Seton Keough’s new president well-versed in Catholic education

By Elizabeth Lowe
elowe@CatholicReview.org
LUTHERVILLE – Donna Bridickas, the product of an all-girls’ Catholic high school, champions single-gender education.
“I’ve dedicated my life to giving back to the community in that way,” said Bridickas, who has spent 23 of her 30 years in Catholic education in all-female institutions.
Bridickas, 52, will continue serving at an all-girls’ school in the Archdiocese of Baltimore, as she has been named the next president of The Seton Keough High School, effective July 1. The announcement was made April 23.
Since 1999, Bridickas has been the principal and dean of academics at Maryvale Preparatory School in Lutherville, where she teaches a morality class to juniors.
Previously, she had served as science department chairwoman, and then vice principal of student personnel, at her alma mater, The Catholic High School of Baltimore, from 1991 to 1999. She is a 1979 graduate of the school.  
From 1984 to 1991 Bridickas taught at Father Charles A. Hall School and St. Anthony of Padua School, both in Baltimore, as well as at schools in South Carolina and West Virginia.
She earned a bachelor’s in natural sciences and mathematics from Towson University and a master’s of education from Loyola University Maryland in Baltimore.
“As a young child I wanted to be a teacher,” said Bridickas, who attended the former parish school of the Shrine of St. Alphonsus in Baltimore. “That’s where I felt God was calling me.”  
Bridickas said that Sister of St. Francis of Philadelphia M. Ellen Eugene Callaghan, a science teacher she had at Catholic High, instilled in her a love for the subject and was a caring educator. 
“She was kind and compassionate, she was a role model,” Bridickas said. “Our role as Catholic educators is to bring the message of Jesus to our young people, to help them make moral decisions and become leaders.”
As Seton Keough’s new leader, Bridickas’ tasks will include managing the budget, attracting new donors and increasing enrollment. She is transitioning from Maryvale, with 364 students in grades 6-12, to Seton Keough, which currently has 268 students.
“It’s important the leader sets a vision and articulates that to the community,” said Bridickas, who describes herself as a collaborative leader. “It’s important for me to listen.” 

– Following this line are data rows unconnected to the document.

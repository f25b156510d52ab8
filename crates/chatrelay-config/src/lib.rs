//! Configuration loading and types for chatrelay.
//!
//! This crate is responsible for:
//! - Defining the top-level configuration model used by the daemon and other crates
//! - Loading configuration from TOML files
//! - Providing a simple default search strategy (e.g. /etc/chatrelay/chatrelay.toml, ./chatrelay.toml)
//! - Applying the `HOST`, `PORT`, `DEFAULT_MODEL`, `API_BASE` and `API_KEY`
//!   environment overrides (optionally sourced from a `.env` file)
//!
//! Every field has a default, so an empty file (or no file at all) yields a
//! working single-endpoint configuration.

use std::collections::HashSet;
use std::fs;
use std::path::{Path, PathBuf};
use std::time::Duration;

use serde::Deserialize;
use url::Url;

use chatrelay_core::endpoint::{Endpoint, DEFAULT_ENDPOINT, NO_CREDENTIAL};
use chatrelay_core::{RelayError, Result, DEFAULT_TEMPERATURE};

/// Model used when neither the caller nor the endpoint picks one.
pub const DEFAULT_MODEL: &str = "Qwen/Qwen2.5-7B-Instruct";

/// Upstream base URL of the `"default"` endpoint.
pub const DEFAULT_API_BASE: &str = "https://api.siliconflow.cn/v1";

/// Root configuration struct for chatrelay.
#[derive(Debug, Clone, Default, Deserialize)]
pub struct RelayConfig {
    /// Listener for the HTTP facade.
    #[serde(default)]
    pub server: ServerConfig,

    /// Global defaults and the `"default"` upstream.
    #[serde(default)]
    pub defaults: DefaultsConfig,

    /// Additional named upstreams.
    #[serde(default)]
    pub endpoints: Vec<EndpointConfig>,

    /// Logging configuration.
    #[serde(default)]
    pub telemetry: Option<TelemetryConfig>,
}

impl RelayConfig {
    /// Perform basic structural validation of the configuration.
    ///
    /// This does not contact any upstream; it only rejects values that would
    /// make the registry or the retry loop ill-formed.
    pub fn validate(&self) -> Result<()> {
        self.validate_defaults()?;
        self.validate_endpoints()?;
        Ok(())
    }

    fn validate_defaults(&self) -> Result<()> {
        if self.defaults.model.trim().is_empty() {
            return Err(RelayError::invalid_config(
                "defaults.model",
                "defaults.model must not be empty",
            ));
        }

        validate_base_url("defaults.base_url", DEFAULT_ENDPOINT, &self.defaults.base_url)?;

        if self.defaults.max_retries == 0 {
            return Err(RelayError::invalid_config(
                "defaults.max_retries",
                "defaults.max_retries must be at least 1",
            ));
        }

        let delay = self.defaults.retry_delay_secs;
        if Duration::try_from_secs_f64(delay).is_err() {
            return Err(RelayError::invalid_config(
                "defaults.retry_delay_secs",
                format!(
                    "defaults.retry_delay_secs must be a non-negative number of seconds \
                     representable as a duration (got {delay})"
                ),
            ));
        }

        if self.defaults.request_timeout_secs == 0 {
            return Err(RelayError::invalid_config(
                "defaults.request_timeout_secs",
                "defaults.request_timeout_secs must be at least 1",
            ));
        }

        Ok(())
    }

    fn validate_endpoints(&self) -> Result<()> {
        let mut seen = HashSet::new();
        for ep in &self.endpoints {
            if ep.name.trim().is_empty() {
                return Err(RelayError::invalid_config(
                    "endpoints.name",
                    "endpoint name must not be empty",
                ));
            }

            if !seen.insert(ep.name.as_str()) {
                return Err(RelayError::invalid_config(
                    "endpoints.name",
                    format!("duplicate endpoint name: {}", ep.name),
                ));
            }

            validate_base_url("endpoints.base_url", &ep.name, &ep.base_url)?;
        }

        Ok(())
    }

    /// Retry delay as a `Duration`.
    ///
    /// Values `validate` would reject yield the built-in default delay.
    pub fn retry_delay(&self) -> Duration {
        Duration::try_from_secs_f64(self.defaults.retry_delay_secs)
            .unwrap_or_else(|_| Duration::from_secs_f64(default_retry_delay_secs()))
    }

    /// Per-request upstream timeout.
    pub fn request_timeout(&self) -> Duration {
        Duration::from_secs(self.defaults.request_timeout_secs)
    }

    /// The full endpoint table, `"default"` first.
    ///
    /// The `"default"` entry is synthesised from `[defaults]` unless the file
    /// declares an `[[endpoints]]` entry with that name, in which case the
    /// declared entry wins. Entries without `api_key` inherit the defaults
    /// credential. Entries other than `"default"` without `default_model` keep
    /// none, so requests to them use the requested or global default model.
    pub fn resolved_endpoints(&self) -> Vec<Endpoint> {
        let mut out = Vec::with_capacity(self.endpoints.len() + 1);

        if !self.endpoints.iter().any(|ep| ep.name == DEFAULT_ENDPOINT) {
            out.push(
                Endpoint::new(DEFAULT_ENDPOINT, self.defaults.base_url.trim())
                    .with_api_key(self.defaults.api_key.clone())
                    .with_default_model(self.defaults.model.clone()),
            );
        }

        for ep in &self.endpoints {
            let mut endpoint = Endpoint::new(ep.name.trim(), ep.base_url.trim()).with_api_key(
                ep.api_key
                    .clone()
                    .unwrap_or_else(|| self.defaults.api_key.clone()),
            );
            endpoint.default_model = ep.default_model.clone();
            if ep.name == DEFAULT_ENDPOINT && endpoint.default_model.is_none() {
                endpoint.default_model = Some(self.defaults.model.clone());
            }
            out.push(endpoint);
        }

        out.sort_by_key(|ep| !ep.is_default());
        out
    }

    /// Apply environment overrides from the process environment.
    pub fn apply_env_overrides(&mut self) -> Result<()> {
        self.apply_overrides_from(|key| std::env::var(key).ok())
    }

    /// Apply environment-style overrides using an arbitrary lookup.
    ///
    /// Recognised keys: `HOST`, `PORT`, `DEFAULT_MODEL`, `API_BASE`, `API_KEY`.
    /// Empty values are ignored.
    pub fn apply_overrides_from<F>(&mut self, lookup: F) -> Result<()>
    where
        F: Fn(&str) -> Option<String>,
    {
        let get = |key: &str| lookup(key).filter(|v| !v.trim().is_empty());

        if let Some(host) = get("HOST") {
            self.server.host = host;
        }

        if let Some(port) = get("PORT") {
            self.server.port = port.trim().parse().map_err(|err| {
                RelayError::invalid_config("PORT", format!("invalid port '{port}': {err}"))
            })?;
        }

        if let Some(model) = get("DEFAULT_MODEL") {
            self.defaults.model = model;
        }

        if let Some(base) = get("API_BASE") {
            self.defaults.base_url = base;
        }

        if let Some(key) = get("API_KEY") {
            self.defaults.api_key = key;
        }

        Ok(())
    }

    /// Effective log level configured in the file, if any.
    pub fn log_level(&self) -> Option<&str> {
        self.telemetry.as_ref().and_then(|t| t.log_level.as_deref())
    }

    /// Append-only log file configured in the file, if any.
    pub fn log_file(&self) -> Option<&Path> {
        self.telemetry.as_ref().and_then(|t| t.log_file.as_deref())
    }
}

fn validate_base_url(field: &str, name: &str, base_url: &str) -> Result<()> {
    let base_url = base_url.trim();
    if base_url.is_empty() {
        return Err(RelayError::invalid_config(
            field,
            format!("endpoint '{name}' has an empty base_url"),
        ));
    }

    let parsed = Url::parse(base_url).map_err(|err| {
        RelayError::invalid_config(
            field,
            format!("endpoint '{name}' has an unparseable base_url '{base_url}': {err}"),
        )
    })?;

    if !matches!(parsed.scheme(), "http" | "https") {
        return Err(RelayError::invalid_config(
            field,
            format!("endpoint '{name}' base_url must start with http:// or https://"),
        ));
    }

    Ok(())
}

/// HTTP listener configuration.
#[derive(Debug, Clone, Deserialize)]
pub struct ServerConfig {
    /// Interface to bind on. Defaults to `0.0.0.0`.
    #[serde(default = "default_host")]
    pub host: String,

    /// Port to listen on. Defaults to 8989.
    #[serde(default = "default_port")]
    pub port: u16,
}

impl Default for ServerConfig {
    fn default() -> Self {
        Self {
            host: default_host(),
            port: default_port(),
        }
    }
}

/// Global defaults shared by every request and by the `"default"` endpoint.
#[derive(Debug, Clone, Deserialize)]
pub struct DefaultsConfig {
    /// Global default model.
    #[serde(default = "default_model")]
    pub model: String,

    /// Base URL of the `"default"` endpoint.
    #[serde(default = "default_api_base")]
    pub base_url: String,

    /// Credential of the `"default"` endpoint, inherited by endpoints that
    /// do not set their own.
    #[serde(default = "default_api_key")]
    pub api_key: String,

    /// Attempts per dispatch (not additional retries).
    #[serde(default = "default_max_retries")]
    pub max_retries: u32,

    /// Pause between attempts, in seconds.
    #[serde(default = "default_retry_delay_secs")]
    pub retry_delay_secs: f64,

    /// Sampling temperature when the caller omits one.
    #[serde(default = "default_temperature")]
    pub temperature: f64,

    /// Upper bound on a single upstream call, in seconds.
    #[serde(default = "default_request_timeout_secs")]
    pub request_timeout_secs: u64,
}

impl Default for DefaultsConfig {
    fn default() -> Self {
        Self {
            model: default_model(),
            base_url: default_api_base(),
            api_key: default_api_key(),
            max_retries: default_max_retries(),
            retry_delay_secs: default_retry_delay_secs(),
            temperature: default_temperature(),
            request_timeout_secs: default_request_timeout_secs(),
        }
    }
}

/// Configuration for a single named upstream.
#[derive(Debug, Clone, Deserialize)]
pub struct EndpointConfig {
    /// Logical name for this endpoint (unique per config file).
    pub name: String,

    /// Base URL of the endpoint, typically ending in `/v1`.
    pub base_url: String,

    /// Credential; falls back to `defaults.api_key`.
    #[serde(default)]
    pub api_key: Option<String>,

    /// Model this endpoint serves when the caller does not override it.
    #[serde(default)]
    pub default_model: Option<String>,
}

/// Logging configuration section.
#[derive(Debug, Clone, Default, Deserialize)]
pub struct TelemetryConfig {
    /// Log level or filter expression (e.g. "info,chatrelay_dispatch=debug").
    #[serde(default)]
    pub log_level: Option<String>,

    /// Append-only log file in addition to stdout.
    #[serde(default)]
    pub log_file: Option<PathBuf>,
}

/// Load configuration from a specific file path.
pub fn load_from_path<P: AsRef<Path>>(path: P) -> Result<RelayConfig> {
    let path_ref = path.as_ref();
    let contents = fs::read_to_string(path_ref).map_err(|err| {
        RelayError::config(format!(
            "failed to read config file '{}': {}",
            path_ref.display(),
            err
        ))
    })?;

    let cfg: RelayConfig = toml::from_str(&contents).map_err(|err| {
        RelayError::invalid_config(
            path_ref.display().to_string(),
            format!("failed to parse config: {}", err),
        )
    })?;

    Ok(cfg)
}

/// Default configuration file locations, in probe order.
pub fn default_candidates() -> [PathBuf; 2] {
    [
        PathBuf::from("/etc/chatrelay/chatrelay.toml"),
        std::env::current_dir()
            .unwrap_or_else(|_| PathBuf::from("."))
            .join("chatrelay.toml"),
    ]
}

/// Attempt to load configuration using the default search strategy.
///
/// Returns the path that was loaded, or `None` when no file exists and the
/// built-in defaults are used.
pub fn load_default() -> Result<(RelayConfig, Option<PathBuf>)> {
    for candidate in default_candidates() {
        if candidate.exists() {
            let cfg = load_from_path(&candidate)?;
            return Ok((cfg, Some(candidate)));
        }
    }

    Ok((RelayConfig::default(), None))
}

/// Load variables from a `.env` file in the working directory, if present.
///
/// Variables already set in the process environment are left untouched.
pub fn load_dotenv() -> Option<PathBuf> {
    match dotenvy::dotenv() {
        Ok(path) => Some(path),
        Err(err) if err.not_found() => None,
        Err(err) => {
            tracing::warn!("ignoring unreadable .env file: {}", err);
            None
        }
    }
}

fn default_host() -> String {
    "0.0.0.0".to_string()
}

fn default_port() -> u16 {
    8989
}

fn default_model() -> String {
    DEFAULT_MODEL.to_string()
}

fn default_api_base() -> String {
    DEFAULT_API_BASE.to_string()
}

fn default_api_key() -> String {
    NO_CREDENTIAL.to_string()
}

fn default_max_retries() -> u32 {
    3
}

fn default_retry_delay_secs() -> f64 {
    1.0
}

fn default_temperature() -> f64 {
    DEFAULT_TEMPERATURE
}

fn default_request_timeout_secs() -> u64 {
    120
}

She wants to provide Seton Keough with stability. The Baltimore school has not had a president since the 2011-12 school year.
Hiring Bridickas signifies “that we’re going to have the support that we need to continue our viability,” said Angela Calamari, principal of Seton Keough. “We’ve been praying very hard that we will get someone.”
Tracey Ford, president of Maryvale since July 2012, described Bridickas as an exceptional leader.
“I never worried about anything that had to do with running the school because I had Donna there,” Ford said. “She is 100 percent committed to Catholic education, that’s most important. She will want them (Seton Keough) to get stronger, not remain in place. She will bring not only stability, but forward thinking.”
Jessica Vitrano Randisi, a 2001 graduate of Maryvale and its varsity lacrosse coach and an English and theater teacher, said Bridickas is cut out for her new role.  
“She’s always been in Catholic schools,” Randisi said. “It’s natural for her, it’s the next step.
“They (Seton Keough) are going to see someone who is fair, someone who is looking out for the students as well as them (the community),” Randisi said, “and someone who is going to give it everything she has.”